Impact
The vulnerability is a heap-based buffer overflow in the Windows TCP/IP stack. An attacker who can send specially crafted network packets from an adjacent network could overflow a heap buffer, leading to arbitrary memory writes. This flaw can be exploited to gain elevated privileges on the host, allowing the attacker to execute tasks with higher privileges than their original context. The weakness is mapped to CWE‑122, indicating improper handling of memory allocation.
Affected Systems
Affected systems include Microsoft Windows 10 versions 21H2 and 22H2, Windows 11 versions 23H2, 24H2, 25H2, and 26H1, and Windows Server 2022 and 2025 (including the Server Core installation). The vulnerability applies to the specified OS releases across x86, x64, arm64, and arm64 architecture variants as referenced by the CPE entries. No other vendors or versions are listed as affected.
Risk and Exploitability
The flaw carries a CVSS score of 9.6, indicating a high severity with potential for complete privilege escalation. The EPSS score is not available, so the current risk of exploitation remains uncertain, and the vulnerability is not yet listed in CISA’s KEV catalog.
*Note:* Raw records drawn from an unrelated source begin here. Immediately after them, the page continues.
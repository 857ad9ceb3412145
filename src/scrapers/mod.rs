//! Crawling and extraction for the KSAT site.
//!
//! Scraping runs in three steps over one shared [`fetcher::PageFetcher`]:
//!
//! 1. **Categories**: read the home page navigation ([`discovery::discover_categories`])
//! 2. **Listings**: walk each category and its subcategories for article links
//!    ([`discovery::discover_articles`])
//! 3. **Articles**: pull structured fields out of each article page
//!    ([`extractor::extract`])
//!
//! HTML parsing is synchronous and never held across an `.await`, so the async
//! functions here stay `Send`. Failures never propagate out of a step: a page
//! that cannot be fetched or parsed is logged and skipped.

pub mod discovery;
pub mod extractor;
pub mod fetcher;

use crate::config::{AppConfig, SelectorConfig};
use crate::error::ConfigError;
use crate::utils::collapse_whitespace;
use scraper::{ElementRef, Selector};
use std::collections::HashSet;
use url::Url;

/// Compiled CSS selectors for the site's markup landmarks.
#[derive(Debug)]
pub struct Selectors {
    pub navigation_link: Selector,
    pub listing_link: Selector,
    pub listing_relative_time: Selector,
    pub headline: Selector,
    pub story_image: Selector,
    pub article_text: Selector,
    pub caption_marker: Selector,
    pub published_time: Selector,
}

impl Selectors {
    pub fn compile(config: &SelectorConfig) -> Result<Self, ConfigError> {
        fn parse(name: &str, raw: &str) -> Result<Selector, ConfigError> {
            Selector::parse(raw).map_err(|e| ConfigError::Invalid(format!("selectors.{name}: {e}")))
        }

        Ok(Self {
            navigation_link: parse("navigation_link", &config.navigation_link)?,
            listing_link: parse("listing_link", &config.listing_link)?,
            listing_relative_time: parse("listing_relative_time", &config.listing_relative_time)?,
            headline: parse("headline", &config.headline)?,
            story_image: parse("story_image", &config.story_image)?,
            article_text: parse("article_text", &config.article_text)?,
            caption_marker: parse("caption_marker", &config.caption_marker)?,
            published_time: parse("published_time", &config.published_time)?,
        })
    }
}

/// Everything the scrapers need to know about the target site.
#[derive(Debug)]
pub struct SiteProfile {
    pub base: Url,
    /// Navigation texts accepted as categories.
    pub categories: Vec<String>,
    /// Absolute URLs that are neither articles nor listings.
    pub ignored: HashSet<String>,
    pub selectors: Selectors,
}

impl SiteProfile {
    pub fn from_config(config: &AppConfig) -> Result<Self, ConfigError> {
        let base = Url::parse(&config.site.base_url)
            .map_err(|e| ConfigError::Invalid(format!("site.base_url: {e}")))?;
        let ignored = config
            .site
            .ignored_paths
            .iter()
            .filter_map(|path| base.join(path).ok())
            .map(String::from)
            .collect();

        Ok(Self {
            base,
            categories: config.site.categories.clone(),
            ignored,
            selectors: Selectors::compile(&config.selectors)?,
        })
    }

    /// Resolve an `href` found on the site to an absolute same-origin URL.
    ///
    /// Absolute `http(s)` links are taken as-is and root-relative links are
    /// joined to the site root. Page-relative links, fragments, `mailto:` and
    /// links to other origins yield `None`.
    pub fn resolve(&self, href: &str) -> Option<String> {
        let href = href.trim();
        let resolved = if href.starts_with("http") {
            Url::parse(href).ok()?
        } else if href.starts_with('/') {
            self.base.join(href).ok()?
        } else {
            return None;
        };

        (resolved.origin() == self.base.origin()).then(|| resolved.into())
    }
}

/// Whitespace-normalized text content of an element.
pub fn element_text(element: ElementRef<'_>) -> String {
    collapse_whitespace(&element.text().collect::<Vec<_>>().join(" "))
}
Based on the description, the likely attack vector is via a network that shares the same broadcast domain or subnet, with the attacker positioned on the adjacent network segment. The exploit would require the ability to craft and transmit malicious packets to the vulnerable host, and success would grant the attacker administrative rights on the system. Moderately complex but no visible user interaction is needed.